E-SMDB-3596 - Transcription profiling of C. elegans wild type L2 or L3 larvae (non-dauer) vs TGFbeta mutants at similar developmental stages undergoing dauer formation
Released on 6 January 2006, last updated on 4 June 2014
BACKGROUND: When resources are scant, C. elegans larvae arrest as long-lived dauers under the control of insulin/IGF- and TGFbeta-related signaling pathways. RESULTS: We have identified genes that show different levels of expression in a comparison of wild-type L2 or L3 larvae (non-dauer) to TGFbeta mutants at similar developmental stages undergoing dauer formation.
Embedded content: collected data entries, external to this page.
//! 插件设置数据模型

use serde::{Deserialize, Serialize};
use serde_json::{Map, Value};

use super::wallpaper::{GlobalConfig, HistoryEntry, WallpaperConfig, RESERVED_SLOTS};

/// Settings schema version written by this build.
pub const CURRENT_VERSION: &str = "1.5.8";

/// 定时切换设置
#[derive(Debug, Clone, PartialEq, Eq, Serialize, Deserialize)]
#[serde(rename_all = "camelCase", default)]
pub struct ScheduleOptions {
    pub day_night_mode: bool,
    pub weekly: bool,
    pub auto_switch: bool,
    /// HH:MM, 24h
    pub day_start_time: String,
    /// HH:MM, 24h
    pub night_start_time: String,
    /// HH:MM re-evaluation period
    pub interval_check_time: String,
    pub is_custom_interval: bool,
}

impl Default for ScheduleOptions {
    fn default() -> Self {
        Self {
            day_night_mode: false,
            weekly: false,
            auto_switch: false,
            day_start_time: String::from("08:00"),
            night_start_time: String::from("20:00"),
            interval_check_time: String::from("00:10"),
            is_custom_interval: false,
        }
    }
}

/// 插件设置
///
/// Mirrors the persisted `data.json` blob. Keys this crate does not model
/// (colours, modal styles, text areas...) are kept in `extra` and written
/// back unchanged.
#[derive(Debug, Clone, PartialEq, Serialize, Deserialize)]
#[serde(default)]
pub struct BackdropSettings {
    #[serde(rename = "LatestVersion")]
    pub latest_version: String,
    /// Last resolved configuration; only its `Index` is read back on load.
    #[serde(rename = "currentWallpaper")]
    pub current_wallpaper: WallpaperConfig,
    #[serde(rename = "globalConfig")]
    pub global_config: GlobalConfig,
    /// Preview override active.
    #[serde(rename = "Preview")]
    pub preview: bool,
    #[serde(rename = "WallpaperConfigs")]
    pub wallpaper_configs: Vec<WallpaperConfig>,
    #[serde(rename = "HistoryPaths")]
    pub history: Vec<HistoryEntry>,
    /// Advanced mode: full opacity, z-index 0.
    #[serde(rename = "AdnvOpend")]
    pub advanced_mode: bool,
    #[serde(rename = "SizeLimited")]
    pub size_limited: bool,
    #[serde(rename = "ScheduledOptions")]
    pub schedule: ScheduleOptions,
    #[serde(flatten)]
    pub extra: Map<String, Value>,
}

impl Default for BackdropSettings {
    fn default() -> Self {
        Self {
            latest_version: CURRENT_VERSION.to_string(),
            current_wallpaper: WallpaperConfig::default(),
            global_config: GlobalConfig::default(),
            preview: false,
            wallpaper_configs: (0..RESERVED_SLOTS).map(WallpaperConfig::for_slot).collect(),
            history: Vec::new(),
            advanced_mode: false,
            size_limited: true,
            schedule: ScheduleOptions::default(),
            extra: Map::new(),
        }
    }
}

impl BackdropSettings {
    /// Pad the slot array to the reserved length, make `index == position`
    /// and clamp every numeric field.
    pub fn normalize(&mut self) {
        let len = self.wallpaper_configs.len();
        if len < RESERVED_SLOTS {
            self.wallpaper_configs
                .extend((len..RESERVED_SLOTS).map(WallpaperConfig::for_slot));
        }
        for (i, config) in self.wallpaper_configs.iter_mut().enumerate() {
            config.index = i;
            config.clamp_ranges();
        }
        self.global_config.config.clamp_ranges();
        self.current_wallpaper.clamp_ranges();
    }
}
//! Backdrop 服务模块
//!
//! 包含所有业务逻辑服务

pub mod config_store;
pub mod engine;
pub mod file_lifecycle;
pub mod history;
pub mod media_applier;
pub mod migration;
pub mod settings;
pub mod watcher;

// 重新导出常用类型
pub use config_store::{ResolvedWallpaper, WallpaperConfigStore};
pub use engine::{Backdrop, DEBOUNCE_DELAY};
pub use file_lifecycle::{
    validate_upload, wallpaper_kind_for, FileLifecycleManager, StoredWallpaper,
    ALLOWED_EXTENSIONS, SIZE_LIMIT_MB,
};
pub use history::{HistoryList, HISTORY_LIMIT};
pub use media_applier::{ApplyOutcome, MediaApplier, MediaKey, MediaState};
pub use migration::{is_version_less, migrate_legacy, needs_migration};
pub use settings::SettingsManager;
pub use watcher::WallpaperWatcher;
Many insulin/IGF pathway and other known dauer regulatory genes have changes in expression that suggest strong positive feedback by the TGFbeta pathway. In addition, many insulin-like ligand and novel genes with similarity to the extracellular domain of insulin/IGF receptors have altered expression. We have identified a large group of regulated genes with putative binding sites for the FOXO transcription factor, DAF-16. Genes with DAF-16 sites upstream of the transcription start site tend to be upregulated, whereas genes with DAF-16 sites downstream of the coding region tend to be downregulated. Finally, we also see strong regulation of many novel hedgehog- and patched-related genes, hormone biosynthetic genes, cell cycle genes, and other regulatory genes.
transcription profiling by array, unknown experiment type
Regulation of signaling genes by TGFbeta during entry into dauer diapause in C. elegans. Liu T, Zimmerman KK, Patterson GI.